From film premieres to the grad thesis show, graduating students are turning to alternative outlets for showcasing their work.
Saving Superman
With an iconic building in Providence approaching its eighth year of vacancy, students in a spring studio called Saving Superman focused on bringing it back to life. Built in 1928 at the then-impressive height of 428 feet, the Industrial Trust Building is still the tallest high-rise in Rhode Island and is informally known as “the Superman Building” since it looks a lot like the Daily Planet offices in the DC Comics series. With estimates for bringing the building up to code nearing $150 million, its 26 floors hold both a huge amount of potential and risk for developers and preservationists alike.

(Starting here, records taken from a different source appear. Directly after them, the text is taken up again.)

//! Built-in extractor for gettext-style call expressions.
//!
//! Recognises calls such as `gettext('Hello')`, `i18n.ngettext('cat', 'cats', n)`
//! or `this.$pgettext('menu', 'Open')` by callee name and reads the message
//! parts from fixed argument positions.

use std::collections::HashSet;

use swc_ecma_ast::{BinaryOp, CallExpr, Callee, Expr, Lit, MemberProp};

use super::extractor::{Emit, Extractor};
use crate::config::CalleeNames;
use crate::core::data::{MessageCandidate, SourceUnit};

/// Which call arguments hold which message parts.
#[derive(Debug, Clone, Copy, PartialEq, Eq)]
pub struct ArgumentPositions {
    pub text: usize,
    pub text_plural: Option<usize>,
    pub context: Option<usize>,
}

impl ArgumentPositions {
    /// `gettext(text)`
    pub const GETTEXT: Self = Self {
        text: 0,
        text_plural: None,
        context: None,
    };
    /// `ngettext(text, plural, count)`
    pub const NGETTEXT: Self = Self {
        text: 0,
        text_plural: Some(1),
        context: None,
    };
    /// `pgettext(context, text)`
    pub const PGETTEXT: Self = Self {
        text: 1,
        text_plural: None,
        context: Some(0),
    };
    /// `npgettext(context, text, plural, count)`
    pub const NPGETTEXT: Self = Self {
        text: 1,
        text_plural: Some(2),
        context: Some(0),
    };
}

#[derive(Debug, Clone)]
pub struct CallExpressionExtractor {
    callee_names: HashSet<String>,
    positions: ArgumentPositions,
}

impl CallExpressionExtractor {
    pub fn new<I, S>(callee_names: I, positions: ArgumentPositions) -> Self
    where
        I: IntoIterator<Item = S>,
        S: Into<String>,
    {
        Self {
            callee_names: callee_names.into_iter().map(Into::into).collect(),
            positions,
        }
    }

    fn matches(&self, call: &CallExpr) -> bool {
        let Callee::Expr(callee) = &call.callee else {
            return false;
        };
        callee_path(callee).is_some_and(|name| self.callee_names.contains(&name))
    }

    fn candidate(&self, call: &CallExpr) -> Option<MessageCandidate> {
        let text = string_argument(call, self.positions.text)?;
        if text.is_empty() {
            return None;
        }
        let mut candidate = MessageCandidate::new(text);
        if let Some(index) = self.positions.text_plural {
            candidate.text_plural = Some(string_argument(call, index)?);
        }
        if let Some(index) = self.positions.context {
            candidate.context = Some(string_argument(call, index)?);
        }
        Some(candidate)
    }
}

impl Extractor for CallExpressionExtractor {
    fn extract(&self, node: &Expr, _unit: &SourceUnit, emit: &mut Emit) {
        let Expr::Call(call) = node else {
            return;
        };
        if !self.matches(call) {
            return;
        }
        if let Some(candidate) = self.candidate(call) {
            emit.message(candidate);
        }
    }
}

/// The standard four gettext extractors for the configured callee names.
pub fn gettext_extractors(names: &CalleeNames) -> Vec<Box<dyn super::Extractor>> {
    [
        (&names.gettext, ArgumentPositions::GETTEXT),
        (&names.ngettext, ArgumentPositions::NGETTEXT),
        (&names.pgettext, ArgumentPositions::PGETTEXT),
        (&names.npgettext, ArgumentPositions::NPGETTEXT),
    ]
    .into_iter()
    .filter(|(callee_names, _)| !callee_names.is_empty())
    .map(|(callee_names, positions)| {
        Box::new(CallExpressionExtractor::new(callee_names.iter().cloned(), positions))
            as Box<dyn super::Extractor>
    })
    .collect()
}

/// Dotted name of a callee: `gettext`, `i18n.gettext`, `this.$gettext`.
///
/// Returns `None` for computed members and other non-name callees.
pub fn callee_path(expr: &Expr) -> Option<String> {
    match expr {
        Expr::Ident(ident) => Some(ident.sym.to_string()),
        Expr::This(_) => Some("this".to_string()),
        Expr::Paren(paren) => callee_path(&paren.expr),
        Expr::Member(member) => {
            let MemberProp::Ident(prop) = &member.prop else {
                return None;
            };
            let object = callee_path(&member.obj)?;
            Some(format!("{}.{}", object, prop.sym))
        }
        _ => None,
    }
}

fn string_argument(call: &CallExpr, index: usize) -> Option<String> {
    let arg = call.args.get(index)?;
    if arg.spread.is_some() {
        return None;
    }
    string_value(&arg.expr)
}

/// Static string value of a literal, a substitution-free template literal,
/// or a `+` concatenation of those.
fn string_value(expr: &Expr) -> Option<String> {
    match expr {
        Expr::Lit(Lit::Str(s)) => s.value.as_str().map(str::to_string),
        Expr::Tpl(tpl) if tpl.exprs.is_empty() => {
            let quasi = tpl.quasis.first()?;
            quasi.cooked.as_ref()?.as_str().map(str::to_string)
        }
        Expr::Bin(bin) if bin.op == BinaryOp::Add => {
            let left = string_value(&bin.left)?;
            let right = string_value(&bin.right)?;
            Some(left + right.as_str())
        }
        Expr::Paren(paren) => string_value(&paren.expr),
        _ => None,
    }
}
use std::process::ExitCode;

/// Exit status for CLI commands.
///
/// - `Success` (0): every file was processed
/// - `Failure` (1): the command finished but some files could not be parsed,
///   or `init` found an existing config
/// - `Error` (2): the command could not run (bad config, unreadable catalog)
#[derive(Copy, Clone, Debug, PartialEq, Eq)]
pub enum ExitStatus {
    Success,
    Failure,
    Error,
}

impl From<ExitStatus> for ExitCode {
    fn from(status: ExitStatus) -> Self {
        match status {
            ExitStatus::Success => ExitCode::from(0),
            ExitStatus::Failure => ExitCode::from(1),
            ExitStatus::Error => ExitCode::from(2),
        }
    }
}
//! Translation catalog entries and lookup.
//!
//! The catalog is supplied by the caller; entries are not validated here.

use std::collections::HashMap;

use serde::{Deserialize, Serialize};

/// Build the lookup key shared by catalog entries and messages.
pub fn catalog_key(context: Option<&str>, text: &str) -> String {
    match context {
        Some(context) => format!("{}:{}", context, text),
        None => text.to_string(),
    }
}

/// Translated string(s) of an entry.
#[derive(Debug, Clone, PartialEq, Eq, Deserialize, Serialize)]
#[serde(untagged)]
pub enum Msgstr {
    Single(String),
    /// Plural forms, index 0 is the singular form.
    Plural(Vec<String>),
}

impl Default for Msgstr {
    fn default() -> Self {
        Self::Single(String::new())
    }
}

impl Msgstr {
    /// The singular translation (`msgstr[0]` for plural entries).
    pub fn singular(&self) -> &str {
        match self {
            Self::Single(text) => text,
            Self::Plural(forms) => forms.first().map(String::as_str).unwrap_or_default(),
        }
    }
}

#[derive(Debug, Clone, PartialEq, Eq, Deserialize, Serialize)]
pub struct TranslationEntry {
    pub msgid: String,
    #[serde(default, skip_serializing_if = "Option::is_none")]
    pub msgctxt: Option<String>,
    #[serde(default, alias = "msgidPlural", skip_serializing_if = "Option::is_none")]
    pub msgid_plural: Option<String>,
    #[serde(default)]
    pub msgstr: Msgstr,
}

impl TranslationEntry {
    pub fn new(msgid: impl Into<String>, msgstr: impl Into<String>) -> Self {
        Self {
            msgid: msgid.into(),
            msgctxt: None,
            msgid_plural: None,
            msgstr: Msgstr::Single(msgstr.into()),
        }
    }

    pub fn plural<I, S>(msgid: impl Into<String>, msgid_plural: impl Into<String>, forms: I) -> Self
    where
        I: IntoIterator<Item = S>,
        S: Into<String>,
    {
        Self {
            msgid: msgid.into(),
            msgctxt: None,
            msgid_plural: Some(msgid_plural.into()),
            msgstr: Msgstr::Plural(forms.into_iter().map(Into::into).collect()),
        }
    }

    pub fn with_context(mut self, msgctxt: impl Into<String>) -> Self {
        self.msgctxt = Some(msgctxt.into());
        self
    }

    pub fn key(&self) -> String {
        catalog_key(self.msgctxt.as_deref(), &self.msgid)
    }
}

/// On-disk JSON shapes accepted by [`Catalog::from_json`].
#[derive(Deserialize)]
#[serde(untagged)]
enum CatalogFile {
    Items { items: Vec<TranslationEntry> },
    Entries(Vec<TranslationEntry>),
}

/// Entries keyed by `msgctxt:msgid` (or `msgid`). A later entry with the
/// same key replaces an earlier one.
#[derive(Debug, Clone, Default)]
pub struct Catalog {
    entries: HashMap<String, TranslationEntry>,
}

impl Catalog {
    pub fn new(entries: impl IntoIterator<Item = TranslationEntry>) -> Self {
        entries.into_iter().collect()
    }

    /// Parse `{ "items": [...] }` or a bare array of entries.
    pub fn from_json(json: &str) -> serde_json::Result<Self> {
        let file: CatalogFile = serde_json::from_str(json)?;
        let entries = match file {
            CatalogFile::Items { items } => items,
            CatalogFile::Entries(entries) => entries,
        };
        Ok(Self::new(entries))
    }

    pub fn get(&self, key: &str) -> Option<&TranslationEntry> {
        self.entries.get(key)
    }

    pub fn len(&self) -> usize {
        self.entries.len()
    }

    pub fn is_empty(&self) -> bool {
        self.entries.is_empty()
    }
}

impl FromIterator<TranslationEntry> for Catalog {
    fn from_iter<T: IntoIterator<Item = TranslationEntry>>(iter: T) -> Self {
        let entries = iter.into_iter().map(|entry| (entry.key(), entry)).collect();
        Self { entries }
    }
}
//! gettext-rewrite - gettext call extraction and rewriting for JS/TS and Vue
//!
//! Finds gettext-style translation calls (`gettext`, `ngettext`, `pgettext`,
//! `npgettext` and their `this.$...` forms) in JavaScript, TypeScript and Vue
//! single-file components, and rewrites them with translated literals from a
//! catalog.
//!
//! ## Module Structure
//!
//! - `cli`: Command-line interface layer
//! - `config`: Configuration file loading and parsing
//! - `core`: Extraction, resolution and rewrite engine
//! - `error`: Library error type
//!
//! ## Example
//!
//! ```ignore
//! use gettext_rewrite::config::Config;
//! use gettext_rewrite::core::{Catalog, ParseOptions, Replacements, ReplacingParser, TranslationEntry};
//!
//! let parser = ReplacingParser::from_config(&Config::default());
//! let mut replacements = Replacements::new();
//! let parsed = parser.parse_source_file("gettext('Hello')", Some("a.js"), &ParseOptions::default(), &mut replacements)?;
//! let catalog = Catalog::new([TranslationEntry::new("Hello", "Bonjour")]);
//! let output = parser.replace_message_nodes(&parsed.source, "a.js", &catalog, &replacements)?;
//! assert_eq!(output, "gettext('Bonjour')");
//! ```

pub mod cli;
pub mod config;
pub mod core;
pub mod error;

pub use error::{Error, Result};
use anyhow::{Context, Result};
use serde_json::Value;

use crate::{CliTest, run};

/// Validates config file structure and default values.
fn assert_config_content(content: &str) -> Result<()> {
    let parsed: Value = serde_json::from_str(content).context("Config should be valid JSON")?;

    assert_eq!(parsed["includes"], serde_json::json!(["src"]));
    assert_eq!(parsed["componentExtension"], ".vue");
    assert_eq!(parsed["vueTemplates"], true);
    assert!(
        parsed["calleeNames"]["npgettext"].is_array(),
        "Config should list npgettext callee names"
    );

    assert!(
        content.contains("\n  \""),
        "Config should use 2-space indentation"
    );

    Ok(())
}

#[test]
fn test_init_creates_config() -> Result<()> {
    let test = CliTest::new()?;

    let output = run({
        let mut cmd = test.command();
        cmd.arg("init");
        cmd
    })?;
    assert_eq!(output.code, Some(0));
    assert_eq!(output.stdout, "✓ Created .gettextrc.json\n");

    assert!(test.root().join(".gettextrc.json").exists());
    let content = test.read_file(".gettextrc.json")?;
    assert_config_content(&content)?;

    Ok(())
}

#[test]
fn test_init_fails_if_exists() -> Result<()> {
    let test = CliTest::with_file(".gettextrc.json", "{}")?;

    let output = run({
        let mut cmd = test.command();
        cmd.arg("init");
        cmd
    })?;
    assert_eq!(output.code, Some(1));
    assert_eq!(output.stderr, "✘ .gettextrc.json already exists\n");
    assert_eq!(test.read_file(".gettextrc.json")?, "{}");

    Ok(())
}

“We believe there is great potential in this building,” says Interior Architecture Department Head Liliane Wong. “Working within the spirit of professional practice and respecting the building’s historic and artistic character, students conducted a wide range of design investigations informed by the local community’s social and economic needs.”
Those investigations were at the heart of the graduate studio co-taught by Wong and faculty members Elizabeth Debs and Jonathan Bell. It provided students earning their master’s degrees in Adaptive Reuse with the opportunity to envision bold new alternatives for the long-vacant building. It also allowed them to collaborate with such key partners as the Providence Preservation Society (PPS) and the City Planning Office.
Since students were initially unable to enter the building to conduct research, they analyzed documents from various sources and, just prior to the onset of remote learning in mid March, built an enormous eight-scale model.
At a final critique—conducted virtually on May 22—students presented socially responsible approaches to reviving the building. Ideas ran the gamut from devoting it to the care of elderly citizens to renting the space to the local toy giant Hasbro to turning it into a tourist attraction complete with indoor skydiving and bungee jumping.
“Respecting the building’s historic and artistic character, students conducted a wide range of design investigations.”
Taking advantage of the building’s beefy design, Ankit Mandawewala MA 20 proposes selective reductions in structure that would allow the first few floors to become a series of large theaters and smaller performance spaces. He envisions a jazz bar in the basement, open-air venues at the very top of the building and huge, outward-facing LED screens on the exterior that would serve almost as a drive-in movie theater downtown.
Faculty member Sara Ossana MIA 05 noted that Mandawewala’s approach builds on the city’s tag line as Rhode Island’s “creative capital”—a hub for theaters, public art and creative endeavors. Visiting critic Randy Mason—an associate professor of historic preservation at the University of Pennsylvania—also appreciated the overall concept but expressed misgivings about the exterior screens.
“The thinking behind them is not as sophisticated as the thinking that went into the building’s interior,” he explained. “While they would allow all of Providence to interact with the building—rather than just those who go inside—you need to make that experience more interactive.”
Nameera Najib MA 20 clearly considered interactivity when she conceived of a plan for housing Hasbro’s corporate offices along with an exploratorium or science center in the lower part of the building, complete with a domed planetarium.
Visiting critic and architect Pamela Hawkes (who also teaches at Penn) applauded her “masterful job of layering different program elements,” while PPS Director Rachel Robinson felt that her approach “really communicates how special this building is.”
Taking the idea of family fun to new heights, Hongjia (Mika) Zhou MA 20 proposes a tourist attraction focused on vertical thrills. By turning floors 4 through 14 into one massive vertical space, she could open up space for indoor skydiving, bungee jumping and a huge climbing wall. Critics embraced her bold, revenue-producing approach—along with the quality of her Superman-inspired drawings—but worried about sustainability and how such a large intervention would hold up over time.
The approach presented by Rashmi Ravishankar MA 20 puts senior citizens front and center, reshaping the space into a light and airy assisted living facility with terraced gardens and built-in healthcare resources. Robinson was taken with the “up-to-the-minute” research that went into her design and with the specific details she provided around issues such as air quality and reducing the transmission of viruses.
Although the public gathering planned to showcase the work that came out of the studio was called off due to the pandemic, experts in historic preservation, city planners, developers, historians and anyone else interested in the future of the Industrial Trust Building are invited to visit the Saving Superman website students created to review their detailed and beautifully illustrated proposals.
Overall, they demonstrate a department-wide commitment to thoughtful adaptive reuse and a huge first step in removing the Superman Building from the PPS’s Most Endangered List of properties.